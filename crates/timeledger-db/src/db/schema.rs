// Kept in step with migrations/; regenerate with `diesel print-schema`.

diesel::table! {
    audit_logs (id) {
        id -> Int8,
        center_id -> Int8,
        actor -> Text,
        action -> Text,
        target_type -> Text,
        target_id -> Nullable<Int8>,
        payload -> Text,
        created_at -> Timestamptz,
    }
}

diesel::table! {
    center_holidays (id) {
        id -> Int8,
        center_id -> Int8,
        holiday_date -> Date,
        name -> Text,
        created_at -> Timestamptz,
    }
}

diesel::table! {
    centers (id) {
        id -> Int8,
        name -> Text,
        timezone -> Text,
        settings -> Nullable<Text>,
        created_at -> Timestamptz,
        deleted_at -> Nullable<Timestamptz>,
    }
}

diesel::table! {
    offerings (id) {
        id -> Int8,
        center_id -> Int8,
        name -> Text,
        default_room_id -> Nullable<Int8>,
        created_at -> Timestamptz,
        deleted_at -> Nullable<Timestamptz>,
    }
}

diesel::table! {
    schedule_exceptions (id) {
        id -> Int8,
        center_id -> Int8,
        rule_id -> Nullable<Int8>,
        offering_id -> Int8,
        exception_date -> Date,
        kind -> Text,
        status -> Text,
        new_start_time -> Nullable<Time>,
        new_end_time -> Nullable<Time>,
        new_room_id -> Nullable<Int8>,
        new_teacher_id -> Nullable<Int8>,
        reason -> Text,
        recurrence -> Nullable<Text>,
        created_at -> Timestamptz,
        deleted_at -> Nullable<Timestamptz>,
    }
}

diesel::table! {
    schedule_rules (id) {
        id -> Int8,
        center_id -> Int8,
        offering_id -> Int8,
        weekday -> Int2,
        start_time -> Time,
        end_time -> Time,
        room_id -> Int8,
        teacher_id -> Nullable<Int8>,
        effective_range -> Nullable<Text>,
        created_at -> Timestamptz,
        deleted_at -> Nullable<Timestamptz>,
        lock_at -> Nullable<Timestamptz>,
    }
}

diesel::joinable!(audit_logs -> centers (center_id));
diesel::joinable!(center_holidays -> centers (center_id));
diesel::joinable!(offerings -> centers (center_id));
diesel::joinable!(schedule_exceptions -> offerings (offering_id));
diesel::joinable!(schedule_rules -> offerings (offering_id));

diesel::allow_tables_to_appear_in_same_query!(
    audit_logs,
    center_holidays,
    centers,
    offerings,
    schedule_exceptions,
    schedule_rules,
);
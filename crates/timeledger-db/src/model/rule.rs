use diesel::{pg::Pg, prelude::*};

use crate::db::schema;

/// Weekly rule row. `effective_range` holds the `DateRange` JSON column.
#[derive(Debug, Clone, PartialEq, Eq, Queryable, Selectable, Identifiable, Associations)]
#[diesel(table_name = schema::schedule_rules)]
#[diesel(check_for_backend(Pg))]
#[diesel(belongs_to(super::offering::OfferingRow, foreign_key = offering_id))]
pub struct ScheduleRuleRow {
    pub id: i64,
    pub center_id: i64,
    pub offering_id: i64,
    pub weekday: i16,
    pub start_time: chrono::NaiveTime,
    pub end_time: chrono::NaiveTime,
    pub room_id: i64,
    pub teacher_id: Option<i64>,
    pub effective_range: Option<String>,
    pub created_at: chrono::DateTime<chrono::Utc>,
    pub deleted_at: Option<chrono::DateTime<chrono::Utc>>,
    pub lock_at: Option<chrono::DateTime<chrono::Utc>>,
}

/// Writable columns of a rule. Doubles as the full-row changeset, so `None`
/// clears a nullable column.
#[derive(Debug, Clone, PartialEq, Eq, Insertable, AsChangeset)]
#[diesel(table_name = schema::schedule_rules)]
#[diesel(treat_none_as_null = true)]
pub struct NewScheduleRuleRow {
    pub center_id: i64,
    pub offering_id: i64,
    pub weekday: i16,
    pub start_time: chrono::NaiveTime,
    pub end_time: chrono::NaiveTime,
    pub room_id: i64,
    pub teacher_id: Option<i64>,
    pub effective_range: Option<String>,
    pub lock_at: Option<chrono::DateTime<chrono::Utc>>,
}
...
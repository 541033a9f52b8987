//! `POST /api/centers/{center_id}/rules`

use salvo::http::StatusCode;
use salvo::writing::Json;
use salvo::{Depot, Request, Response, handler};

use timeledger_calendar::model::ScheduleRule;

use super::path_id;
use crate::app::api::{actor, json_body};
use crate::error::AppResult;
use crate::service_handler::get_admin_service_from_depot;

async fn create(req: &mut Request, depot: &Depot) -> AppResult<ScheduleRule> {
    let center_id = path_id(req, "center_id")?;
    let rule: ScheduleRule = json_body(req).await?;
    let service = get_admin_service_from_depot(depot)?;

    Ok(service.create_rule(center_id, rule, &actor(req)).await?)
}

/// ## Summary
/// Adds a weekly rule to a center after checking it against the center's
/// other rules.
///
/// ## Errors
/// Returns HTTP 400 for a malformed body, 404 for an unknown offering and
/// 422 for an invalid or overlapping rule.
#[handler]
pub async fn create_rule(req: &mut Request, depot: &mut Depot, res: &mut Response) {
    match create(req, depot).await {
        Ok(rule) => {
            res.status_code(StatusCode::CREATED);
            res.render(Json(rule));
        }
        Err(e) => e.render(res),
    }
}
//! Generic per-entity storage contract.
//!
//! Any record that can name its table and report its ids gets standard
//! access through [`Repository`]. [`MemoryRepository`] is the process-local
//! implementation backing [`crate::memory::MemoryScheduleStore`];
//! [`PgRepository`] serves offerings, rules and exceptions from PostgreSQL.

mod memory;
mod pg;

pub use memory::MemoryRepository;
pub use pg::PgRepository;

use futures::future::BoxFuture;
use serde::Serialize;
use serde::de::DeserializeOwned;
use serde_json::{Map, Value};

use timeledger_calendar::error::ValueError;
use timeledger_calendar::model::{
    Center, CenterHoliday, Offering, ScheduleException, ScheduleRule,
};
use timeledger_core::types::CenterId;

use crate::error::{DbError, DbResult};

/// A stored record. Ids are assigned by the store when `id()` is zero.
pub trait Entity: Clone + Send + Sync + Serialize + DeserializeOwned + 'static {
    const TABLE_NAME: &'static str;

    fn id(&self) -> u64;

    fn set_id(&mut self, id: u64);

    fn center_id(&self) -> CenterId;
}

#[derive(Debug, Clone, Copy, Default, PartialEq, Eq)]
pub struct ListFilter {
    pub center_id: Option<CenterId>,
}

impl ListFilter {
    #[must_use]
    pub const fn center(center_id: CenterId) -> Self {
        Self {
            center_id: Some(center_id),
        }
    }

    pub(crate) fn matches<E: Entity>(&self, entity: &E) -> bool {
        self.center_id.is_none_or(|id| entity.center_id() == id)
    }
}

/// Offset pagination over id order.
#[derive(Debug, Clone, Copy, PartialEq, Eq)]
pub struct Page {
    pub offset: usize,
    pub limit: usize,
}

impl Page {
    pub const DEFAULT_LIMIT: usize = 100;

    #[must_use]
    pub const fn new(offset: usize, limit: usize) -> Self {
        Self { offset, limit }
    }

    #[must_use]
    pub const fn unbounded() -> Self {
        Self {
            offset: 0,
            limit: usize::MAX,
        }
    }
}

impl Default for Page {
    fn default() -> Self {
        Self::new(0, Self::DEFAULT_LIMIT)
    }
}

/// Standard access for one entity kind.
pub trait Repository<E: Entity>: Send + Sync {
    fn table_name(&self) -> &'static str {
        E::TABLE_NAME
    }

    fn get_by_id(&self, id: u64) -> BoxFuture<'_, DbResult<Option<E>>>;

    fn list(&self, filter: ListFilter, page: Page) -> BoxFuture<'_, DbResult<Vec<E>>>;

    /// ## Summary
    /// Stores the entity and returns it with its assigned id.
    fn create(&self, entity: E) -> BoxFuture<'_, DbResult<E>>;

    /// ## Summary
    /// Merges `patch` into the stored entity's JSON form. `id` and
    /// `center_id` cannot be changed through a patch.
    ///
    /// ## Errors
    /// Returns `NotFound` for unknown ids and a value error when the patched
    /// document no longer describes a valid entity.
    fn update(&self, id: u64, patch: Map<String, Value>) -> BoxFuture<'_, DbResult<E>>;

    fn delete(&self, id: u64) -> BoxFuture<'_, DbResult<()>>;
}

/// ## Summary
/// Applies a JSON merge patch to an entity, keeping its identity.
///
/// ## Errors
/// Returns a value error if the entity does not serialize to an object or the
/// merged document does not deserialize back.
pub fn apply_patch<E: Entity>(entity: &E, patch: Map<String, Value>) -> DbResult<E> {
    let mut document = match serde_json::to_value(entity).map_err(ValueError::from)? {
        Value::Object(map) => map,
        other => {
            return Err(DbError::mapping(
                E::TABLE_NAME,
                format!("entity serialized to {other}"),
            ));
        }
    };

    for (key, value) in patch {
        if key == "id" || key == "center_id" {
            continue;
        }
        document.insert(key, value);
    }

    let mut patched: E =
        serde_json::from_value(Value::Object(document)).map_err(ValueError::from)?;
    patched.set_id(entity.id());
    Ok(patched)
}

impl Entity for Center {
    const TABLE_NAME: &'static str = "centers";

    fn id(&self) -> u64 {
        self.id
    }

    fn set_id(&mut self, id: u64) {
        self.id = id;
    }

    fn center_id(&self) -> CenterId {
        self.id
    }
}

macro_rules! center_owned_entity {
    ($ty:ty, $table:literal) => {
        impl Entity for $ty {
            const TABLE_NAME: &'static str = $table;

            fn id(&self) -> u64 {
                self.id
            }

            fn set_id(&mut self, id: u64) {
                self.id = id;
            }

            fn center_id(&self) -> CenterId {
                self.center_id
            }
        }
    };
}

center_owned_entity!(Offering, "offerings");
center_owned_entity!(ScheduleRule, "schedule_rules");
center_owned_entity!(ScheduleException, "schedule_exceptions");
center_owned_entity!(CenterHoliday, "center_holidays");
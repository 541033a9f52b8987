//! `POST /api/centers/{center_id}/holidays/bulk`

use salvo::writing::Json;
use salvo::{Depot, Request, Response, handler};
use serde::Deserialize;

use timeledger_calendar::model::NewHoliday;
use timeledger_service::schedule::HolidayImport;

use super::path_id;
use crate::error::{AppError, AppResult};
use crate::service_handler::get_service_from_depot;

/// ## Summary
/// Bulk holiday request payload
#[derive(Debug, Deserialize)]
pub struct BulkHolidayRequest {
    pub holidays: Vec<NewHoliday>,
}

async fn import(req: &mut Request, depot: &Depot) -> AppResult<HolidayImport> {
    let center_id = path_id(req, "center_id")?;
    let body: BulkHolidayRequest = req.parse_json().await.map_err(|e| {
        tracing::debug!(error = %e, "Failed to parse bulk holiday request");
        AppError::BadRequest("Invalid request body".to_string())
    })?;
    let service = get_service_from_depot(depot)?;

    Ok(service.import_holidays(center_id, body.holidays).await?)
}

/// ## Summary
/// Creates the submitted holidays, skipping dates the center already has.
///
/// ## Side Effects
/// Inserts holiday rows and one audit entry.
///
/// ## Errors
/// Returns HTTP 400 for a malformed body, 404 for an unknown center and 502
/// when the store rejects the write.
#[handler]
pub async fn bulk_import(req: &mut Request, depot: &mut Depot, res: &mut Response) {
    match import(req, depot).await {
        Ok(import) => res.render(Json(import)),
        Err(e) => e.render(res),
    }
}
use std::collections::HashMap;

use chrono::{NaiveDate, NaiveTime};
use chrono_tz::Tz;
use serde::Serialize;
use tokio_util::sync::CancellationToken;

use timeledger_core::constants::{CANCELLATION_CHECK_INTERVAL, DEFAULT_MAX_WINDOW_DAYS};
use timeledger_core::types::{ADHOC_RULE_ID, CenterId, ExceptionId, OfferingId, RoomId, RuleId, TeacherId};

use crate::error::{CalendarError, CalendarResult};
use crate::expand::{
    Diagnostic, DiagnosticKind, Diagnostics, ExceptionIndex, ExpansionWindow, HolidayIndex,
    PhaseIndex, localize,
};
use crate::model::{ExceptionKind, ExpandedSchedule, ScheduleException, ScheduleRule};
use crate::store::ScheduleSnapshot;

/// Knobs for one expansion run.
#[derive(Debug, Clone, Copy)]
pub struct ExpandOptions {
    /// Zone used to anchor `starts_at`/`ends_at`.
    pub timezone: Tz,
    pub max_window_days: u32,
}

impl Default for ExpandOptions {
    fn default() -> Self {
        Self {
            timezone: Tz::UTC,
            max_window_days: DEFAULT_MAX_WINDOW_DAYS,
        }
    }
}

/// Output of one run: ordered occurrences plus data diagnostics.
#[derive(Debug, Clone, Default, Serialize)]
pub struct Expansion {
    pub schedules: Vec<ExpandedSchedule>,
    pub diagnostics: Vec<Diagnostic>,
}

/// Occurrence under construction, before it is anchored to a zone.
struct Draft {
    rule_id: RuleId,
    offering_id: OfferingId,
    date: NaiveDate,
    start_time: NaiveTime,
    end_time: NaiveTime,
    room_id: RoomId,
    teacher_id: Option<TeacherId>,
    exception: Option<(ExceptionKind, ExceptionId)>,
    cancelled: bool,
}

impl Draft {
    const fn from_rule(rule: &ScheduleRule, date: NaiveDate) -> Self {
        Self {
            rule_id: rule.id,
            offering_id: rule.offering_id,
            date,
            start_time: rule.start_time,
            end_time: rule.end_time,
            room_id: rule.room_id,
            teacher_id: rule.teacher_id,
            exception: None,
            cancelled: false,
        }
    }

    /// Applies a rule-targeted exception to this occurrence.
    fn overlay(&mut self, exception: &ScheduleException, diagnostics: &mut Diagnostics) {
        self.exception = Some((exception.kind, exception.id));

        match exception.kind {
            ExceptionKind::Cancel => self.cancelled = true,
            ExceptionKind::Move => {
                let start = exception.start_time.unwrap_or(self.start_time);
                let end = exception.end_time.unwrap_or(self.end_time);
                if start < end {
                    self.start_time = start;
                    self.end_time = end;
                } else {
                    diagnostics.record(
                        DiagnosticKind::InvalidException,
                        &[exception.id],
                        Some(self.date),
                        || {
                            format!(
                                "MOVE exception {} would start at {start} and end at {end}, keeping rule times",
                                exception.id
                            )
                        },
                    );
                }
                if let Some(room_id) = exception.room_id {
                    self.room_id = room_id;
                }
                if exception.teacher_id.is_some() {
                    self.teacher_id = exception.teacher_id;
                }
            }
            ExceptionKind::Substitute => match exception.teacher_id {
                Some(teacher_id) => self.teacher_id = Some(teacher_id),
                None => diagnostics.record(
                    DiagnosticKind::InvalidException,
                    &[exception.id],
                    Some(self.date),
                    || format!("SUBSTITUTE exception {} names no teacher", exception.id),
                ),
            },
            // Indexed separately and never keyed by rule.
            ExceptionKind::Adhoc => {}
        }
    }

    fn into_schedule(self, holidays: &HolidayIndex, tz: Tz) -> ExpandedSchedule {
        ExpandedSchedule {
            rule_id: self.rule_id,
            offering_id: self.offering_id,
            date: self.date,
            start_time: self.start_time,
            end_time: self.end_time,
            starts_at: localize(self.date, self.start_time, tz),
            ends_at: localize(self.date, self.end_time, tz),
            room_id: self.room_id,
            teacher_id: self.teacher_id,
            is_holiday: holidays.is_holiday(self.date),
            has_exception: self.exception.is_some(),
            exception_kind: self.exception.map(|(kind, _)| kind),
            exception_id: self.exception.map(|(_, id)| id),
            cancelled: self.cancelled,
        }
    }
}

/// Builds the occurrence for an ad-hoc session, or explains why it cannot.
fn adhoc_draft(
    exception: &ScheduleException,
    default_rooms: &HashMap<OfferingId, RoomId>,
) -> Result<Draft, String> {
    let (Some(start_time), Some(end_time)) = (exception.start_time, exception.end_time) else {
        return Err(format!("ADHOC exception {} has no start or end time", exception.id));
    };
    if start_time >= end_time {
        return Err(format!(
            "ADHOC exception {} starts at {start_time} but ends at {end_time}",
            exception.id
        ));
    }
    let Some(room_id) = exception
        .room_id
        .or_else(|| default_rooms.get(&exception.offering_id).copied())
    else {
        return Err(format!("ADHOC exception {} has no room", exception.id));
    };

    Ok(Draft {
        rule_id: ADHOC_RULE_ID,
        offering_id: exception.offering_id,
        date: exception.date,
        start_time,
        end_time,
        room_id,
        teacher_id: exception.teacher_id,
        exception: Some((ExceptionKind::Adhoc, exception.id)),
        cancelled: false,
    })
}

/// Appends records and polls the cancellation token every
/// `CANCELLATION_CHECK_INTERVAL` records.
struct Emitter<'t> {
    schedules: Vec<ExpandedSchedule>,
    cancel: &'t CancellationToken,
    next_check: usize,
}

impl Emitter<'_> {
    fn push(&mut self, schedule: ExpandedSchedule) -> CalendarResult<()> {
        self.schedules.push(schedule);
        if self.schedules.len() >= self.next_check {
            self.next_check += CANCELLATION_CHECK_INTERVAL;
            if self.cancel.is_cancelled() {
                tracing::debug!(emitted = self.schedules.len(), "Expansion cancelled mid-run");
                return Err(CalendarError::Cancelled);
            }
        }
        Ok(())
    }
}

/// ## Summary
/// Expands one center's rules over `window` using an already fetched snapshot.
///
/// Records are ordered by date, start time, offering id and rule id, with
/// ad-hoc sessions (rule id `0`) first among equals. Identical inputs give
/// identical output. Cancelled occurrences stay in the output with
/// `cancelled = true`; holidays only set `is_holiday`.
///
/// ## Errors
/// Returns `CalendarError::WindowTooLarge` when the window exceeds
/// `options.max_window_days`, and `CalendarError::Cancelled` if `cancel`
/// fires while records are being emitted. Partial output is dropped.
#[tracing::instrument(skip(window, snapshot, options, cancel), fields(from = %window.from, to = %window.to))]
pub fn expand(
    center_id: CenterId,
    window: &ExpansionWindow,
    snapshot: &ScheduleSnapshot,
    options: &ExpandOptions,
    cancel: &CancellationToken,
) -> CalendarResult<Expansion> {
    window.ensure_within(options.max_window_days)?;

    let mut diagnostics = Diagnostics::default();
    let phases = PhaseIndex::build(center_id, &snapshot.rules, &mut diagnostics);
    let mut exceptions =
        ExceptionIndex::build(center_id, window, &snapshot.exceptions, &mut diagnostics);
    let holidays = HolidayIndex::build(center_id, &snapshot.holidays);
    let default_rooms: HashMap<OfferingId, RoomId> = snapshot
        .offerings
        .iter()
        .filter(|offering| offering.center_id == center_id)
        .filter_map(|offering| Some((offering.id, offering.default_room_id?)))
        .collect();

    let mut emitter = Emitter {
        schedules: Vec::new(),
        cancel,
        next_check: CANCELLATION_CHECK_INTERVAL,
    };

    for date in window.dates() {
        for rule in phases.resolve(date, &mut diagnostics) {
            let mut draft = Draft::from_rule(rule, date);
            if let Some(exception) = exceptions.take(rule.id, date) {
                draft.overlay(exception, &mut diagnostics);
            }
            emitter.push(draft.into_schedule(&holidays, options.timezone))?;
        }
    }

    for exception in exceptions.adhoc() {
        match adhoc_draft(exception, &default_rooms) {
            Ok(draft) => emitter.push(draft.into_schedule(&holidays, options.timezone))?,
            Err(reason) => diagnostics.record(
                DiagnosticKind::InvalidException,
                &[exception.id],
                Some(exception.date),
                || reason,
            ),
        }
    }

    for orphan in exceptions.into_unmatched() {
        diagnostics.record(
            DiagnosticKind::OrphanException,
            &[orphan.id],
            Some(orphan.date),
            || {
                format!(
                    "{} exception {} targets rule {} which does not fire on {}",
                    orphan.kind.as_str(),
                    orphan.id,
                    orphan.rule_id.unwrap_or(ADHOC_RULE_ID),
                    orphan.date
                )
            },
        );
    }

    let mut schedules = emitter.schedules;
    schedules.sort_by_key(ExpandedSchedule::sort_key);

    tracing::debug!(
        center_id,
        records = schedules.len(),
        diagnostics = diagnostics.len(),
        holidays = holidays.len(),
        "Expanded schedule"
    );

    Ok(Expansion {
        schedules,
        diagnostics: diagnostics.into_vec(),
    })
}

■ **ACTIVITY**:
Copy every single line of the material above that holds "derive".

■ **RESPONSE**:
#[derive(Debug, Clone, PartialEq, Eq, Queryable, Selectable, Identifiable, Associations)]
#[derive(Debug, Clone, PartialEq, Eq, Insertable, AsChangeset)]
#[derive(Debug, Clone, Copy, Default, PartialEq, Eq)]
#[derive(Debug, Clone, Copy, PartialEq, Eq)]
#[derive(Debug, Deserialize)]
#[derive(Debug, Clone, Copy)]
#[derive(Debug, Clone, Default, Serialize)]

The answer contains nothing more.